1818 one end alternative is via the first port of the first inductance component L 1 of coupling, the second end of the second inductance component L 2 of coupling
The third port of mouth, coupling third inductance component L 3, and the 4th port ground connection of coupling second resistance element R2, and second opens
The other end for closing element 1818 is connected to radiating conductor element 1804.Wherein the inductance value of the first inductance component L 1 is slightly less than second
Inductance component L 2, the inductance value of the second inductance component L 2 are slightly less than third inductance component L 3, the capacitance of first capacitor element C1
It is slightly less than the second capacity cell C2.Wherein nonconductive members 1806 are folded in radiating conductor element 1804 and metal back cover element
Between 1802, this nonconductive members 1806 is made of different dielectric coefficient material or non-conductive material, major function
For support radiating conductor element 1804 and metal back cover element 1802.
In fourth embodiment of the invention, metal back cover element 1802, radiating conductor element 1804 and the first metal wire
1812 are all made of hardware, carbon fiber element or other electrically conductive material elements.Wherein signal feed-in line 1810, first
Metal wire 1812, first switching element 1816 and second switch element 1818 are all set on base component 1808.Substrate member
Part 1808 forms (e.g., epoxy glass fiber plate or soft electricity by non-conductive material elements or different dielectric coefficient material
Road plate).
In the antenna frame 1800 of fourth embodiment of the invention, when second switch element 1818 via the 4th port (via
Second resistance element R2) switching be connected to radiating conductor element 1804, first switching element 1816 switching open circuit when, radiation conductor
The end of element 1804 is connected to second switch element 1818 in tail end by quarter-wave microstrip line for open end 1824
Short circuit is formed, wherein impedance matching can be looked for by distance between adjustment signal feed-in line 1810 and short circuit there are signal feed-in point
Signal feed-in is resonated 50 Ω of point impedance, and reactance should level off to zero, can reach good impedance match and electromagenetic wave radiation be excited to transmit
Signal, structure are a planar inverted F-shape antennas, and energy generates one via signal feed-in line 1810 to radiating conductor element 1804
The first resonance mode frequency (i.e.

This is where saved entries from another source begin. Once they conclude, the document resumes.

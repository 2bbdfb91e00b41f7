//! Discard models

use chrono::{DateTime, Utc};
use serde::{Deserialize, Serialize};
use uuid::Uuid;

/// A record of deposit stock written off
#[derive(Debug, Clone, Serialize, Deserialize)]
pub struct Discard {
    pub id: Uuid,
    /// The DISCARDED movement this record belongs to
    pub movement_id: Uuid,
    pub batch_id: Uuid,
    pub reason: DiscardReason,
    pub quantity: i32,
    pub notes: Option<String>,
    pub created_at: DateTime<Utc>,
}

/// Why stock was discarded
#[derive(Debug, Clone, Copy, Serialize, Deserialize, PartialEq, Eq)]
#[serde(rename_all = "SCREAMING_SNAKE_CASE")]
pub enum DiscardReason {
    Expired,
    Damaged,
    Other,
}

impl DiscardReason {
    pub fn as_str(&self) -> &'static str {
        match self {
            DiscardReason::Expired => "EXPIRED",
            DiscardReason::Damaged => "DAMAGED",
            DiscardReason::Other => "OTHER",
        }
    }

    pub fn from_str(s: &str) -> Option<Self> {
        match s {
            "EXPIRED" => Some(DiscardReason::Expired),
            "DAMAGED" => Some(DiscardReason::Damaged),
            "OTHER" => Some(DiscardReason::Other),
            _ => None,
        }
    }
}
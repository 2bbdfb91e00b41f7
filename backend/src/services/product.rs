//! Product catalog service

use chrono::{DateTime, Utc};
use rust_decimal::Decimal;
use serde::{Deserialize, Serialize};
use sqlx::PgPool;
use uuid::Uuid;

use crate::error::{AppError, AppResult};
use shared::validation::validate_product_code;

/// Product catalog service
#[derive(Clone)]
pub struct ProductService {
    db: PgPool,
}

/// Input for creating a product
#[derive(Debug, Deserialize)]
pub struct CreateProductInput {
    pub code: String,
    pub name: String,
    pub category: String,
    pub product_type: String,
    pub presentation: String,
    pub unit_price: Decimal,
    pub image_url: Option<String>,
}

/// Input for updating a product (all fields optional)
#[derive(Debug, Deserialize)]
pub struct UpdateProductInput {
    pub name: Option<String>,
    pub category: Option<String>,
    pub product_type: Option<String>,
    pub presentation: Option<String>,
    pub unit_price: Option<Decimal>,
    pub image_url: Option<String>,
}

/// Product record returned to clients
#[derive(Debug, Serialize, sqlx::FromRow)]
pub struct ProductRecord {
    pub id: Uuid,
    pub code: String,
    pub name: String,
    pub category: String,
    pub product_type: String,
    pub presentation: String,
    pub unit_price: Decimal,
    pub image_url: Option<String>,
    pub is_active: bool,
    pub created_at: DateTime<Utc>,
    pub updated_at: DateTime<Utc>,
}

const PRODUCT_COLUMNS: &str = "id, code, name, category, product_type, presentation, \
                               unit_price, image_url, is_active, created_at, updated_at";

impl ProductService {
    pub fn new(db: PgPool) -> Self {
        Self { db }
    }

    /// Create a product in the catalog
    pub async fn create_product(&self, input: CreateProductInput) -> AppResult<ProductRecord> {
        validate_product_code(&input.code).map_err(|msg| AppError::Validation {
            field: "code".to_string(),
            message: msg.to_string(),
            message_es: "El código debe tener 3-12 caracteres en mayúsculas".to_string(),
        })?;

        if input.unit_price < Decimal::ZERO {
            return Err(AppError::Validation {
                field: "unit_price".to_string(),
                message: "Unit price cannot be negative".to_string(),
                message_es: "El precio unitario no puede ser negativo".to_string(),
            });
        }

        let existing = sqlx::query_scalar::<_, i64>(
            "SELECT COUNT(*) FROM products WHERE code = $1",
        )
        .bind(&input.code)
        .fetch_one(&self.db)
        .await?;

        if existing > 0 {
            return Err(AppError::DuplicateEntry("code".to_string()));
        }

        let product = sqlx::query_as::<_, ProductRecord>(&format!(
            r#"
            INSERT INTO products (code, name, category, product_type, presentation, unit_price, image_url)
            VALUES ($1, $2, $3, $4, $5, $6, $7)
            RETURNING {PRODUCT_COLUMNS}
            "#,
        ))
        .bind(&input.code)
        .bind(&input.name)
        .bind(&input.category)
        .bind(&input.product_type)
        .bind(&input.presentation)
        .bind(input.unit_price)
        .bind(&input.image_url)
        .fetch_one(&self.db)
        .await?;

        Ok(product)
    }

    /// Update a product; code is immutable once created
    pub async fn update_product(
        &self,
        product_id: Uuid,
        input: UpdateProductInput,
    ) -> AppResult<ProductRecord> {
        if let Some(price) = input.unit_price {
            if price < Decimal::ZERO {
                return Err(AppError::Validation {
                    field: "unit_price".to_string(),
                    message: "Unit price cannot be negative".to_string(),
                    message_es: "El precio unitario no puede ser negativo".to_string(),
                });
            }
        }

        let product = sqlx::query_as::<_, ProductRecord>(&format!(
            r#"
            UPDATE products
            SET name = COALESCE($2, name),
                category = COALESCE($3, category),
                product_type = COALESCE($4, product_type),
                presentation = COALESCE($5, presentation),
                unit_price = COALESCE($6, unit_price),
                image_url = COALESCE($7, image_url),
                updated_at = NOW()
            WHERE id = $1
            RETURNING {PRODUCT_COLUMNS}
            "#,
        ))
        .bind(product_id)
        .bind(&input.name)
        .bind(&input.category)
        .bind(&input.product_type)
        .bind(&input.presentation)
        .bind(input.unit_price)
        .bind(&input.image_url)
        .fetch_optional(&self.db)
        .await?
        .ok_or_else(|| AppError::NotFound("Product".to_string()))?;

        Ok(product)
    }

    /// Soft-delete a product; historical batches and orders keep referencing it
    pub async fn deactivate_product(&self, product_id: Uuid) -> AppResult<ProductRecord> {
        let product = sqlx::query_as::<_, ProductRecord>(&format!(
            r#"
            UPDATE products
            SET is_active = false, updated_at = NOW()
            WHERE id = $1
            RETURNING {PRODUCT_COLUMNS}
            "#,
        ))
        .bind(product_id)
        .fetch_optional(&self.db)
        .await?
        .ok_or_else(|| AppError::NotFound("Product".to_string()))?;

        Ok(product)
    }

    /// List products, optionally including deactivated ones
    pub async fn list_products(&self, include_inactive: bool) -> AppResult<Vec<ProductRecord>> {
        let products = sqlx::query_as::<_, ProductRecord>(&format!(
            r#"
            SELECT {PRODUCT_COLUMNS}
            FROM products
            WHERE is_active = true OR $1
            ORDER BY code
            "#,
        ))
        .bind(include_inactive)
        .fetch_all(&self.db)
        .await?;

        Ok(products)
    }

    /// Get a single product by id
    pub async fn get_product(&self, product_id: Uuid) -> AppResult<ProductRecord> {
        let product = sqlx::query_as::<_, ProductRecord>(&format!(
            "SELECT {PRODUCT_COLUMNS} FROM products WHERE id = $1",
        ))
        .bind(product_id)
        .fetch_optional(&self.db)
        .await?
        .ok_or_else(|| AppError::NotFound("Product".to_string()))?;

        Ok(product)
    }
}
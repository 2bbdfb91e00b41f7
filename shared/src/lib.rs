//! Shared types and models for AgriQ
//!
//! This crate contains the domain models, enums, and the pure inventory
//! ledger core shared between the backend and other components of the
//! system. It has no I/O dependencies.

pub mod models;
pub mod types;
pub mod validation;

pub use models::*;
pub use types::*;
pub use validation::*;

Figure 19, the first resonance mode frequency 1901) of low frequency, the first resonance mode frequency is by radiating
The ground connection of second switch element 1818 connected on the open end 1824 to radiating conductor element 1804 of conductor element 1804 is controlled,
Length is quarter-wave.
When second switch element 1818 is connected to radiation conductor via first port (via the first inductance component L 1) switching
When element 1804, the switching open circuit of first switching element 1816, the end of radiating conductor element 1804 is that open end 1824 passes through four
/ mono- wave microstrip line is connected to second switch element 1818 in tail end and forms short circuit, wherein there are signal feed-in point, impedance
Matching can be looked for signal feed-in resonance 50 Ω of point impedance by distance between adjustment signal feed-in line 1810 and short circuit, and reactance should approach
In zero, it can reach good impedance match and electromagenetic wave radiation excited to transmit signal, structure is a planar inverted F-shape antenna, energy
Via signal feed-in line 1810 to radiating conductor element 1804 generate a low frequency the second resonance mode frequency (i.e. Figure 19, the
Two resonance mode frequencies 1902), the second resonance mode frequency is led by open end 1824 to the radiation of radiating conductor element 1804
The ground connection of second switch element 1818 connected on volume elements part 1804 is controlled, and length is quarter-wave.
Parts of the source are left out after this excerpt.